HOW TO COMPLETE THIS TASK:
From the entries below, gather each line containing the word "casegen".

DATASET:
[Start of Attachment]
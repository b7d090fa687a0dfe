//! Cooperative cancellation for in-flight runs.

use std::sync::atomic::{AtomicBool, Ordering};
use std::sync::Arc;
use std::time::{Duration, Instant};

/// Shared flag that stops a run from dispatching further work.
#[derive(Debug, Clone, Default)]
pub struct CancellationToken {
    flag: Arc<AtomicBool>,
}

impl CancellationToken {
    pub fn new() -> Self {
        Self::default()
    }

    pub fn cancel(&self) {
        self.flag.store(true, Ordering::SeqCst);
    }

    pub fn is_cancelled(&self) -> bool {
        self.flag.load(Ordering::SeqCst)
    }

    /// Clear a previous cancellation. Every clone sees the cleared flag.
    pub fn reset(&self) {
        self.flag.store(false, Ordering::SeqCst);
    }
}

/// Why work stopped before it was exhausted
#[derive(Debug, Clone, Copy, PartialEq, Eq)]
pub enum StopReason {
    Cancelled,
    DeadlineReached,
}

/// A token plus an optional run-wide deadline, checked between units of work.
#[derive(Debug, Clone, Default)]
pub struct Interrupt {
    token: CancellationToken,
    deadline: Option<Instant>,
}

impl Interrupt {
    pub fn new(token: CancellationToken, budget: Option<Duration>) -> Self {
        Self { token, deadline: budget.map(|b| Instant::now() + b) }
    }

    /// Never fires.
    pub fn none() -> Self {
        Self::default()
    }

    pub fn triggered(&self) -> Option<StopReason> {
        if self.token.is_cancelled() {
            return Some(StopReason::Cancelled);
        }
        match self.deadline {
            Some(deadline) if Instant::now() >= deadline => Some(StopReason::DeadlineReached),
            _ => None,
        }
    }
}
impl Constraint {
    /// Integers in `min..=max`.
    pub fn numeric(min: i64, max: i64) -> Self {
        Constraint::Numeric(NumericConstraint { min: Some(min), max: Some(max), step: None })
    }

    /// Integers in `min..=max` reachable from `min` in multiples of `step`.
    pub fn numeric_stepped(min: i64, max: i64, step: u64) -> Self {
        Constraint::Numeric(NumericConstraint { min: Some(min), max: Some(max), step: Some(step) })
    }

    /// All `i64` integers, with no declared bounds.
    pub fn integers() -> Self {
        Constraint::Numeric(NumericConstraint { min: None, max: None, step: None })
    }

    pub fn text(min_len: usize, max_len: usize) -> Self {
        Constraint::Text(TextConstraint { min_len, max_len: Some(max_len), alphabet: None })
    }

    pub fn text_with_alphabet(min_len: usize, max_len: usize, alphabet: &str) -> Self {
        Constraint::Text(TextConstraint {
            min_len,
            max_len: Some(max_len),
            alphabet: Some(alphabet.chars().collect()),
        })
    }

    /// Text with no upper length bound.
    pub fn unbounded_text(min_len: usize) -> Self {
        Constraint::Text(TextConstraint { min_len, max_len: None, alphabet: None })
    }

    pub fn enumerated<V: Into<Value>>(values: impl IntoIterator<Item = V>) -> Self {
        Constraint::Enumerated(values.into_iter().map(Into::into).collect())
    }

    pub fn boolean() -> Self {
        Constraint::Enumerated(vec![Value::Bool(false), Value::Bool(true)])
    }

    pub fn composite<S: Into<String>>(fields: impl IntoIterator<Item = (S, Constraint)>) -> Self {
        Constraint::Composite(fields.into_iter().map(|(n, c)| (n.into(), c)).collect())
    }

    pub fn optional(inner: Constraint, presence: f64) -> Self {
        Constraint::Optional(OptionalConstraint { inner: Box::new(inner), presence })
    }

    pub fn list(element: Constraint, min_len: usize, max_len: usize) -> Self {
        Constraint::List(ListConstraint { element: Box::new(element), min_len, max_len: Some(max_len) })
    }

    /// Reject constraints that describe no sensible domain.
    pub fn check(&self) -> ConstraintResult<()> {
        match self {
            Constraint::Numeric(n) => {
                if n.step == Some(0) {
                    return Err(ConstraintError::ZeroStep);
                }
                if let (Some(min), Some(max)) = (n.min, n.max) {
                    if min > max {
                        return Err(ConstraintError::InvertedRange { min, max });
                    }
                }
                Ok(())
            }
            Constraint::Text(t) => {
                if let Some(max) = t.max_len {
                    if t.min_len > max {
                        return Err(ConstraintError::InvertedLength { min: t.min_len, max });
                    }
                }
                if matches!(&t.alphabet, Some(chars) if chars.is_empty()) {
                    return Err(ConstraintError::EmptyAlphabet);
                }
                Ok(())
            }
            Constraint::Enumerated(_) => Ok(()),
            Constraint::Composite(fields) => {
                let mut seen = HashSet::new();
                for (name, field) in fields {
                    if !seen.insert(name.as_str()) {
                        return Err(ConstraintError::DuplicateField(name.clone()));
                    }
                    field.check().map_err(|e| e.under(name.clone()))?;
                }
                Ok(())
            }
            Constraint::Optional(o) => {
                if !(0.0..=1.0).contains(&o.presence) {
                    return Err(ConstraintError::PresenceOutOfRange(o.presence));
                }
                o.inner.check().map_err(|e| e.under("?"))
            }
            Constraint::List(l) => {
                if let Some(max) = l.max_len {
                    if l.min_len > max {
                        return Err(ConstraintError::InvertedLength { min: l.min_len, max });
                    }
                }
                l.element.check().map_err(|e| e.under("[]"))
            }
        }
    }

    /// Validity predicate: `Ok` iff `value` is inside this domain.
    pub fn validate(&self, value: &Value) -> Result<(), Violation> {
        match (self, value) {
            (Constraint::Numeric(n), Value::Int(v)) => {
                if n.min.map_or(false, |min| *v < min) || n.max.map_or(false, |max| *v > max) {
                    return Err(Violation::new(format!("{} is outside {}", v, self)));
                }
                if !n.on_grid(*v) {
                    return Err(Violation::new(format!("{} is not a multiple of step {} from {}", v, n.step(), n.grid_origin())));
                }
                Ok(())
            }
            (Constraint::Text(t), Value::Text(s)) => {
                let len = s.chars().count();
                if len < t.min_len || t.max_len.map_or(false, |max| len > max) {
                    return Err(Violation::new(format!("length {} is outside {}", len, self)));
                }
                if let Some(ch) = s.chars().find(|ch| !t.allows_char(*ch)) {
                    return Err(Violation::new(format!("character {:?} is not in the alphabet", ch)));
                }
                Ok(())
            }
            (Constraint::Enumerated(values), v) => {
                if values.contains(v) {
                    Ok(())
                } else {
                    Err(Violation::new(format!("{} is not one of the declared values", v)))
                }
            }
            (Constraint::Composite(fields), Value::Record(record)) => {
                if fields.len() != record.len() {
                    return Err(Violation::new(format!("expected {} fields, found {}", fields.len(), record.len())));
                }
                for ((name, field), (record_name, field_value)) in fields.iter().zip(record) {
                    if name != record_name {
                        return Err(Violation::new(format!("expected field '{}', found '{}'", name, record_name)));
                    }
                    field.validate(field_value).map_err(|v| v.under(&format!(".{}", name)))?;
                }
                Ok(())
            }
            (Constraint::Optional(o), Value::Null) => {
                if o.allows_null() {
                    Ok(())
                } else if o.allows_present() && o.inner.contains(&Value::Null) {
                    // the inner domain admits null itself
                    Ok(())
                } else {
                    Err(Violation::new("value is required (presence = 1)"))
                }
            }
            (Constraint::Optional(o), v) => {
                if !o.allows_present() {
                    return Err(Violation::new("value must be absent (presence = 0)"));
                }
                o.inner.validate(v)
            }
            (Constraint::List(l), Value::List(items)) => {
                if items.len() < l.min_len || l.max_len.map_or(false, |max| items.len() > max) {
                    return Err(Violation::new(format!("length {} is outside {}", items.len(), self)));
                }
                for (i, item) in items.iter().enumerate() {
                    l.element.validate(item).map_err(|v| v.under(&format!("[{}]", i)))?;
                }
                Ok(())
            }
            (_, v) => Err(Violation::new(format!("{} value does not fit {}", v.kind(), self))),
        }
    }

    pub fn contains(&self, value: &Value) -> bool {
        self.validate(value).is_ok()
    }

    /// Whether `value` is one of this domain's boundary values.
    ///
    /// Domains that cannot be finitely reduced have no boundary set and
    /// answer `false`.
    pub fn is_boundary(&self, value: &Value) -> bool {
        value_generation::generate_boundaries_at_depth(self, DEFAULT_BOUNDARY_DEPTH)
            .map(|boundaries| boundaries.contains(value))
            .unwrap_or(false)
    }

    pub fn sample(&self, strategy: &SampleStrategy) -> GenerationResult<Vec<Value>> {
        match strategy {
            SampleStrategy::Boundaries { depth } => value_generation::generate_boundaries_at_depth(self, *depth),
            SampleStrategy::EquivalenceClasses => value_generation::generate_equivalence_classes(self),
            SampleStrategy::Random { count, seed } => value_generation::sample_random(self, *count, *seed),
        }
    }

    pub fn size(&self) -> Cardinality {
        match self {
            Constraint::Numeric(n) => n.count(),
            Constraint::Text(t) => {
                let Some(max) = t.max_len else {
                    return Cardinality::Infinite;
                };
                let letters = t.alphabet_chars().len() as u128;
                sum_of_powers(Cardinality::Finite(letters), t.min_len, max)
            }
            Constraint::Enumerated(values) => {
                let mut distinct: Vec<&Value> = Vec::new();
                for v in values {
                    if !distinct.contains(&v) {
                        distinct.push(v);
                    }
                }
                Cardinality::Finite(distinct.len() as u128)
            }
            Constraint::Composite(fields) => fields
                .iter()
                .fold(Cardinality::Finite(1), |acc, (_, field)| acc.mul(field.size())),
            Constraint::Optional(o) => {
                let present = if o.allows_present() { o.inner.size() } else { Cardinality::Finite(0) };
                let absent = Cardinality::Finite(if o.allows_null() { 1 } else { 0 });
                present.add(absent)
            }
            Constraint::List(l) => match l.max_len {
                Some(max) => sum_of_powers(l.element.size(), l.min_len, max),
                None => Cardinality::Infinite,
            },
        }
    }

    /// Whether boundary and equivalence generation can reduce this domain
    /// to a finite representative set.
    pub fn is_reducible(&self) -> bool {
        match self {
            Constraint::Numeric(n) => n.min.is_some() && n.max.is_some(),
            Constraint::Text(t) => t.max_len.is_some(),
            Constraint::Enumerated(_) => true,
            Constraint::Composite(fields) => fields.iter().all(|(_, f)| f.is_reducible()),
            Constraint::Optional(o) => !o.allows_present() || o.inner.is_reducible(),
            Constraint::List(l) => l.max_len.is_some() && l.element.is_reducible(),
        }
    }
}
[End of Attachment]
[Start of Attachment]
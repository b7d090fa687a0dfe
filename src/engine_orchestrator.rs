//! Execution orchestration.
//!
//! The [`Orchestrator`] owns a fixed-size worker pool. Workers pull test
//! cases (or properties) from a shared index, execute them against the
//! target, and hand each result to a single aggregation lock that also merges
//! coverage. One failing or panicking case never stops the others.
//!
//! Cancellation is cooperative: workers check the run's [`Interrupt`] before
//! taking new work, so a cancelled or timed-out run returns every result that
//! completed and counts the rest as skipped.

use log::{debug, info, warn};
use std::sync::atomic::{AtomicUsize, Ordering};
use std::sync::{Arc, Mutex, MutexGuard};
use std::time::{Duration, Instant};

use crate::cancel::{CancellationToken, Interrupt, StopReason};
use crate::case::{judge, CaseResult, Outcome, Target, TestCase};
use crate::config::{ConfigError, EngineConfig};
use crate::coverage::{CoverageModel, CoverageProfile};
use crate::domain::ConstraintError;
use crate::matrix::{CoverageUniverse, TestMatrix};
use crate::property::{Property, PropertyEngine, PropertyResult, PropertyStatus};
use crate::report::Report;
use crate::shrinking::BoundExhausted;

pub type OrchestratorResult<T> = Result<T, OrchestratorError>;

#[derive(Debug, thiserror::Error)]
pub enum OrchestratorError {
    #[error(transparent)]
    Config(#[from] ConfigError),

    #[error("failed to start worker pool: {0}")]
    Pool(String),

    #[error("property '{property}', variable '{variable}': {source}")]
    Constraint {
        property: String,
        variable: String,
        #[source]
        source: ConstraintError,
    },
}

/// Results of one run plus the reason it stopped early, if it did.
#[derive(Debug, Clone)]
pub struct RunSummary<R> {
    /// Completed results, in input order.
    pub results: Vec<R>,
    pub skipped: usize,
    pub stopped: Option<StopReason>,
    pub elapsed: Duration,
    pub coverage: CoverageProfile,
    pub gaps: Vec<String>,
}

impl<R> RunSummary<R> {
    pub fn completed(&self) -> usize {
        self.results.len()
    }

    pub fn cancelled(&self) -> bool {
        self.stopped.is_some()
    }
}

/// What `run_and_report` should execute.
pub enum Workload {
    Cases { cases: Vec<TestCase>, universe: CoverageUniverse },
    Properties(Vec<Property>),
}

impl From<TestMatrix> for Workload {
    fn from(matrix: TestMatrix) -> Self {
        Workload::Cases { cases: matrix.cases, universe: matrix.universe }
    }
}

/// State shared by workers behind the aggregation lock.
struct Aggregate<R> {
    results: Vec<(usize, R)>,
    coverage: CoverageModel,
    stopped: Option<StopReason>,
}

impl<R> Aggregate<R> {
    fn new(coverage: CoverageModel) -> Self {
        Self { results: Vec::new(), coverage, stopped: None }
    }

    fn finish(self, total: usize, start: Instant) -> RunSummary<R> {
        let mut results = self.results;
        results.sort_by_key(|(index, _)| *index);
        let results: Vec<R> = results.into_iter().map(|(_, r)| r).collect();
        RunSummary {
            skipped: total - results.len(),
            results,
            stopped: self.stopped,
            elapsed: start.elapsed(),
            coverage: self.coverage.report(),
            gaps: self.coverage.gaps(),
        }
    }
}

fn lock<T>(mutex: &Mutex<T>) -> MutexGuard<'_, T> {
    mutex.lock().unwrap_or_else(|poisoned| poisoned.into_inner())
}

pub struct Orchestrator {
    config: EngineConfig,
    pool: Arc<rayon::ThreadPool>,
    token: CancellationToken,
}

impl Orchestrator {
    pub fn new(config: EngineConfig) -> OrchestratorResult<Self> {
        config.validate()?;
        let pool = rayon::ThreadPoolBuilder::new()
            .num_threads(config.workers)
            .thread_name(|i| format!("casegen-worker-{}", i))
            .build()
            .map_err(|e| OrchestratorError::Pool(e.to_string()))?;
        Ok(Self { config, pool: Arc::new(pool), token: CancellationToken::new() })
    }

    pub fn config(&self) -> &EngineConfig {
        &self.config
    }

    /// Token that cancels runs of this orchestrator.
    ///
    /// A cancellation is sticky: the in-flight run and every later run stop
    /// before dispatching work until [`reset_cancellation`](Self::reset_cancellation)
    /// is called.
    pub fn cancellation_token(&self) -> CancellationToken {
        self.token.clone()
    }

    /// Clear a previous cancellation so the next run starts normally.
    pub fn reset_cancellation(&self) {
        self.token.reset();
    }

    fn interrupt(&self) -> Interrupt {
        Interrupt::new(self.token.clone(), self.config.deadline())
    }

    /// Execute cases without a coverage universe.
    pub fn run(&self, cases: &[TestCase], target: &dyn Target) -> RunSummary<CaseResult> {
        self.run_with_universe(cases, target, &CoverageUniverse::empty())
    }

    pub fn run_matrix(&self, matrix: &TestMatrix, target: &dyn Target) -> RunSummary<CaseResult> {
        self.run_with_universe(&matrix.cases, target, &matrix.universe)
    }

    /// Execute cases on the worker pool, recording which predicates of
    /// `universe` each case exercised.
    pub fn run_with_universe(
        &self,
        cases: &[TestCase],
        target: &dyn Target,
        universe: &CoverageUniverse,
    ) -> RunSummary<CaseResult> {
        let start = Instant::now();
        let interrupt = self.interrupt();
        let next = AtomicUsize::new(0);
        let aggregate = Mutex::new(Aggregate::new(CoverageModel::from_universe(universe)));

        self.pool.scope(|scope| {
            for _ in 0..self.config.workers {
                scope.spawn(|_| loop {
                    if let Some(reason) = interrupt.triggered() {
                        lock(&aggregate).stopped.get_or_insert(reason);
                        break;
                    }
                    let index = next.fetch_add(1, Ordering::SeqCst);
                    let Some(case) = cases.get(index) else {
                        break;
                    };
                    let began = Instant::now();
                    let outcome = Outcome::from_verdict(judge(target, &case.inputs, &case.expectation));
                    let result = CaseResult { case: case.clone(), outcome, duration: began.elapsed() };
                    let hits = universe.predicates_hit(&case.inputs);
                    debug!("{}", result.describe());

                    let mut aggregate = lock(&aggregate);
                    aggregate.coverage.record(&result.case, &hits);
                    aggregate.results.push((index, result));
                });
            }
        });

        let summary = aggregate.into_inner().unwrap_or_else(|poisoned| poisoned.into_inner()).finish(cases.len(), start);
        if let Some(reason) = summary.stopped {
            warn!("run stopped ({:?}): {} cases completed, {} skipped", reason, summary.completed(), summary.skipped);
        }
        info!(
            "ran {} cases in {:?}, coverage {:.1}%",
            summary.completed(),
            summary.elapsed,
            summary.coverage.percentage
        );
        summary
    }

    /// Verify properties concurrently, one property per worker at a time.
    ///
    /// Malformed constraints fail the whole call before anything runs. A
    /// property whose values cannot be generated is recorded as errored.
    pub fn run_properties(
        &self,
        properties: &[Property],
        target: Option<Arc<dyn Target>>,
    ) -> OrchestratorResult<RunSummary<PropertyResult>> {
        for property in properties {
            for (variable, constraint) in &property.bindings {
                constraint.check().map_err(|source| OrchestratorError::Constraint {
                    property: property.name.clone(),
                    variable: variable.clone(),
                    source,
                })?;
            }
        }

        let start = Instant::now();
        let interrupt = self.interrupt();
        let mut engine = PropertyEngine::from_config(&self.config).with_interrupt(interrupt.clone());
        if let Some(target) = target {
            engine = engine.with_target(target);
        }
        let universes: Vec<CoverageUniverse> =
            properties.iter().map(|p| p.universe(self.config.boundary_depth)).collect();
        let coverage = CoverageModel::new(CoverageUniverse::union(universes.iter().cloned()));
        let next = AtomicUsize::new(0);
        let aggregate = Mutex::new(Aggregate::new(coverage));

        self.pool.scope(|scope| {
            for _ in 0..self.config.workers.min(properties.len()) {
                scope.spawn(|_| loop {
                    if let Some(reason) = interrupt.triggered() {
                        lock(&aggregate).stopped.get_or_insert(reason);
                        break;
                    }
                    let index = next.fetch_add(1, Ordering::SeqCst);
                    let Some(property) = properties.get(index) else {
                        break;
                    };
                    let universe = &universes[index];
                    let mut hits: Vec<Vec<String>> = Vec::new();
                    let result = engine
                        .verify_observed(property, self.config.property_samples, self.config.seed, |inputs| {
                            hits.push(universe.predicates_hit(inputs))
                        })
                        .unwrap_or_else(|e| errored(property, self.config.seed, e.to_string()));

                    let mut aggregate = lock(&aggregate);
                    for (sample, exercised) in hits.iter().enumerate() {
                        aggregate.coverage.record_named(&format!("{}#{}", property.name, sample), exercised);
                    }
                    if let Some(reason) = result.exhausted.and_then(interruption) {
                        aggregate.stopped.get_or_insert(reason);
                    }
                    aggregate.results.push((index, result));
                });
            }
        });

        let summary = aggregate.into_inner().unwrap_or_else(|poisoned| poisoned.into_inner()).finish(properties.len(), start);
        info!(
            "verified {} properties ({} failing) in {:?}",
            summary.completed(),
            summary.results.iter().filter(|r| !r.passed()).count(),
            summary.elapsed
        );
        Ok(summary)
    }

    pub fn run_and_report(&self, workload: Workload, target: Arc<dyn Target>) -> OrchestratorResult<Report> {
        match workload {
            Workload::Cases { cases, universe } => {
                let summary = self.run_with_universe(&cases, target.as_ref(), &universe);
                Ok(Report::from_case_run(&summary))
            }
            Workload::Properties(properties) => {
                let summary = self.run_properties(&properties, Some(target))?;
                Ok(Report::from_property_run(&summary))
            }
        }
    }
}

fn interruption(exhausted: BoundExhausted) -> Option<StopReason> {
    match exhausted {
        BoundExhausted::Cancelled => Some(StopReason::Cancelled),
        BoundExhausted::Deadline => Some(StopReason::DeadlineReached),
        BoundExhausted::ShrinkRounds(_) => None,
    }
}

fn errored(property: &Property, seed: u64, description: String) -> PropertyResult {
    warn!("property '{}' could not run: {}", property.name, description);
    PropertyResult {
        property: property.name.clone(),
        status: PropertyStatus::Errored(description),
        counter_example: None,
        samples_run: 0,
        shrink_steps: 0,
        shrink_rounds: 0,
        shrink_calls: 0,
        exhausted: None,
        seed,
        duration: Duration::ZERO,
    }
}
[End of Attachment]
[Start of Attachment]
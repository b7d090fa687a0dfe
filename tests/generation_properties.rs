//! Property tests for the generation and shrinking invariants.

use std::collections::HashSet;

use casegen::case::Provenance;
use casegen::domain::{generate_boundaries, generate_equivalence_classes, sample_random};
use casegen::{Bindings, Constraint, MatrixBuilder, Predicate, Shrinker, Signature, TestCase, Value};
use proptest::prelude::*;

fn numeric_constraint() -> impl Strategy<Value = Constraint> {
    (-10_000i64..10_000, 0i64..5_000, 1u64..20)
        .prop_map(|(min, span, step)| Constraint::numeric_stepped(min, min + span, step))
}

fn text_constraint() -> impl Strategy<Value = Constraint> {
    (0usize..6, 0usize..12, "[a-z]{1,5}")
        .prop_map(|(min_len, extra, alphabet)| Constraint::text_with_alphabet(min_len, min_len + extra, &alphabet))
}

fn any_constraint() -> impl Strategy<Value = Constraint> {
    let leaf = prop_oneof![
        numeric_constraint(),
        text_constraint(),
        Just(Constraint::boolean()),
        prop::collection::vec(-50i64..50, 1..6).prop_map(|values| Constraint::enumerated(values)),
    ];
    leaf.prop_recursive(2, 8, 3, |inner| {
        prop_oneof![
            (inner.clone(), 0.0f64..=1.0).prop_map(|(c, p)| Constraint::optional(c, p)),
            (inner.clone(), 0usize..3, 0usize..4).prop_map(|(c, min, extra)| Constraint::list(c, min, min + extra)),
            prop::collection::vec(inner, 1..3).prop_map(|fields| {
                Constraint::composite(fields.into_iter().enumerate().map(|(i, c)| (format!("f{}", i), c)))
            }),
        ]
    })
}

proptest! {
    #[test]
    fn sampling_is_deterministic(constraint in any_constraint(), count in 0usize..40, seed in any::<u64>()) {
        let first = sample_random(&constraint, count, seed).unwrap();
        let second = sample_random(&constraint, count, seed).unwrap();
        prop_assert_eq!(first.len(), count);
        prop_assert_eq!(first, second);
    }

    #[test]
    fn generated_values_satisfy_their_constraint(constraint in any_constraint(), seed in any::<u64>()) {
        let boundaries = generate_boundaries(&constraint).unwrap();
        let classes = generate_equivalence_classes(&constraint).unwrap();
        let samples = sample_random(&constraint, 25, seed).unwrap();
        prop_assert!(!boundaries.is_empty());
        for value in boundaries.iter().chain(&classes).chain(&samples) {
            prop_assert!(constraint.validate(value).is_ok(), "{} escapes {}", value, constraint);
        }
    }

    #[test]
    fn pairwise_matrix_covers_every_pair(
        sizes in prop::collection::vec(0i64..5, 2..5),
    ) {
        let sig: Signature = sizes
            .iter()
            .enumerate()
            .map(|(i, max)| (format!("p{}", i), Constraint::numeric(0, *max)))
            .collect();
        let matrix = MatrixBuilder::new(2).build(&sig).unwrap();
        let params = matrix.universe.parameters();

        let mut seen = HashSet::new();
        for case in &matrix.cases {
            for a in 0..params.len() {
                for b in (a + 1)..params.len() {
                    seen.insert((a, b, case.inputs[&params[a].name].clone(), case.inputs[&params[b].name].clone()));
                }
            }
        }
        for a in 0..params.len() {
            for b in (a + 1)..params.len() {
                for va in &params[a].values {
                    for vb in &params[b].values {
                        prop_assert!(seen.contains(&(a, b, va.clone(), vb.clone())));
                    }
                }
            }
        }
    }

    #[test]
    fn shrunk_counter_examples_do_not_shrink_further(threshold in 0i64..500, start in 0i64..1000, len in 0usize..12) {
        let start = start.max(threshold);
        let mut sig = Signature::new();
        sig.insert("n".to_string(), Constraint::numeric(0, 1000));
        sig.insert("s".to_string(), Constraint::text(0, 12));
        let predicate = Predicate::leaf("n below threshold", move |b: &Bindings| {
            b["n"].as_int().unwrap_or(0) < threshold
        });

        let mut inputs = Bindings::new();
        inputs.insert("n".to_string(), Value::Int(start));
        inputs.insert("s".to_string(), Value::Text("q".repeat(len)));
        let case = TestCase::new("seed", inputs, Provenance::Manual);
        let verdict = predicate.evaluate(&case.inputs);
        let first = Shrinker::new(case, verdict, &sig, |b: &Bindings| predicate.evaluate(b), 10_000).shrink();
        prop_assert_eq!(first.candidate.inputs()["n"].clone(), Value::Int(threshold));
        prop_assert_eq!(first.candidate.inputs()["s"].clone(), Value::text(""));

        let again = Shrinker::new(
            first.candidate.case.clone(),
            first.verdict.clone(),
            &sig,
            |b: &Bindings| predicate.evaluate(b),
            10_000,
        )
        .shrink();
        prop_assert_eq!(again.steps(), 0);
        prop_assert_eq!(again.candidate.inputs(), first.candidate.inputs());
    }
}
[End of Attachment]
TASK RESULT:
            .thread_name(|i| format!("casegen-worker-{}", i))
use casegen::case::Provenance;
use casegen::domain::{generate_boundaries, generate_equivalence_classes, sample_random};
use casegen::{Bindings, Constraint, MatrixBuilder, Predicate, Shrinker, Signature, TestCase, Value};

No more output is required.